Same base model weights, same prompts, same temperature. The only difference is Hypernym's platform layer on top of llama.cpp. Modulum's attention conditioning produces a measurable speedup on qa3 (3-fact temporal reasoning) at every context length we tested.
Median tokens-per-second from llama.cpp's timings block, captured natively by both endpoints.
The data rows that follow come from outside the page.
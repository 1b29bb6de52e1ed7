//! 控制器周期通道抽象
//!
//! 引擎把控制器视为一个可靠的双向周期交换通道，
//! 线格式、握手、心跳都属于通道实现自己的职责。

use crate::cancel::CancelSignal;
use crate::error::DriverError;
use servo_protocol::{CycleRequest, CycleResponse, MeasuredState, OpenRequest};
use std::time::Duration;

/// 控制器周期通道
///
/// 每个 `StreamingRuntime` 独占一个通道实例；
/// 混合（blending）时两个运行时各持有一个通道，由控制器裁决谁在实际执行。
///
/// # 阻塞语义
///
/// - `open` / `exchange` / `wait_closed` 允许阻塞，但必须在给定超时内返回
/// - `exchange` 必须同时监听 `cancel`，被取消时尽快返回 [`DriverError::Cancelled`]
/// - 其余方法不应阻塞
pub trait ControllerChannel: Send {
    /// 建立周期通道并返回当前测量状态
    fn open(
        &mut self,
        request: &OpenRequest,
        timeout: Duration,
    ) -> Result<MeasuredState, DriverError>;

    /// 校验力矩/负载模型是否允许阻抗控制
    fn validate_torque_model(&mut self) -> Result<bool, DriverError>;

    /// 一次双向交换：发送设定点，等待本周期应答
    fn exchange(
        &mut self,
        request: &CycleRequest,
        timeout: Duration,
        cancel: &CancelSignal,
    ) -> Result<CycleResponse, DriverError>;

    /// 请求控制器减速停止（不阻塞）
    fn request_stop(&mut self) -> Result<(), DriverError>;

    /// 等待控制器关闭通道
    ///
    /// 返回 `Ok(false)` 表示超时仍未关闭。
    fn wait_closed(&mut self, timeout: Duration) -> Result<bool, DriverError>;

    /// 强制关闭（排空超时后调用，不可失败）
    fn force_close(&mut self);
}

impl<C: ControllerChannel + ?Sized> ControllerChannel for Box<C> {
    fn open(
        &mut self,
        request: &OpenRequest,
        timeout: Duration,
    ) -> Result<MeasuredState, DriverError> {
        (**self).open(request, timeout)
    }

    fn validate_torque_model(&mut self) -> Result<bool, DriverError> {
        (**self).validate_torque_model()
    }

    fn exchange(
        &mut self,
        request: &CycleRequest,
        timeout: Duration,
        cancel: &CancelSignal,
    ) -> Result<CycleResponse, DriverError> {
        (**self).exchange(request, timeout, cancel)
    }

    fn request_stop(&mut self) -> Result<(), DriverError> {
        (**self).request_stop()
    }

    fn wait_closed(&mut self, timeout: Duration) -> Result<bool, DriverError> {
        (**self).wait_closed(timeout)
    }

    fn force_close(&mut self) {
        (**self).force_close()
    }
}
Modulum is the qa3 winner; qa2 is essentially flat; qa1 at short context shows Modulum slower — but that data was captured during a phase-1 endpoint-load incident (78 503 retries), so the in-flight 2026-05-18 reruns will give us a clean qa1 baseline.
| Cell | Modulum decode | Vanilla decode | Speedup | Note |
|---|---|---|---|---|
| qa1 32k | 35.1 tok/s | 50.4 tok/s | −30.3 % | Phase-1 (2026-05-13) — captured during endpoint-load incident |
| qa1 64k | 33.6 tok/s | 41.5 tok/s | −18.9 % | Phase-1 — same caveat |
| qa1 128k | 37.1 tok/s | 35.9 tok/s | +3.2 % | Phase-1 + 503-storm retries |
| qa2 32k | 39.5 tok/s | 40.4 tok/s | −2.2 % | Phase-3 clean |
| qa2 64k | 35.1 tok/s | 37.6 tok/s | −6.8 % | Phase-3 clean |
| qa2 128k | 32.7 tok/s | 34.9 tok/s | −6.4 % | Phase-3 clean |
| qa3 32k | 49.5 tok/s | 40.7 tok/s | +21.6 % | Phase-3 clean — load-bearing |
| qa3 64k | 45.9 tok/s | 38.0 tok/s | +21.0 % | Phase-3 clean — load-bearing |
| qa3 128k | 40.2 tok/s | 34.4 tok/s | +16.9 % | Phase-3/5/10 clean — load-bearing |
Decode-rate delta (Modulum − Vanilla) ÷ Vanilla, per cell:
Hypothesis — Modulum's attention conditioning produces a tighter probability distribution over the next token on multi-fact reasoning. Tighter distributions concentrate decode-time compute on a smaller candidate set, shortening outputs and producing the +17–22 % qa3 speedup. On retrieval-style qa1, the conditioning doesn't help and may add a small overhead. We are NOT yet in a position to confirm this hypothesis architecturally; it explains the observed pattern.
| Variable | Modulum | Vanilla |
|---|---|---|
| Base model | Gemma-4-31B-it | Gemma-4-31B-it (same) |
| Quantization | Q4_K_M | Q4_K_M (same) |
| Inference runtime | llama.cpp + Modulum platform | llama.cpp /completion (raw) |
| Endpoint | gemma4.hypernym.ai/v1/chat/completions | 35.192.66.207:9011/completion (Hypernym mirror) |
| Temperature | 0 | 0 |
| Max tokens | 256 | 64 |
| Dataset | RMT-team/babilong-1k-samples | RMT-team/babilong-1k-samples |
| Sample indexes (mask comparison) | idx 0..49 (50 prompts per cell) | idx 0..49 (same 50 prompts) |
| Timing source | llama.cpp timings.predicted_ms | llama.cpp timings.predicted_ms |
| Tokens/sec computed as | tokens_predicted · 1000 / predicted_ms | same |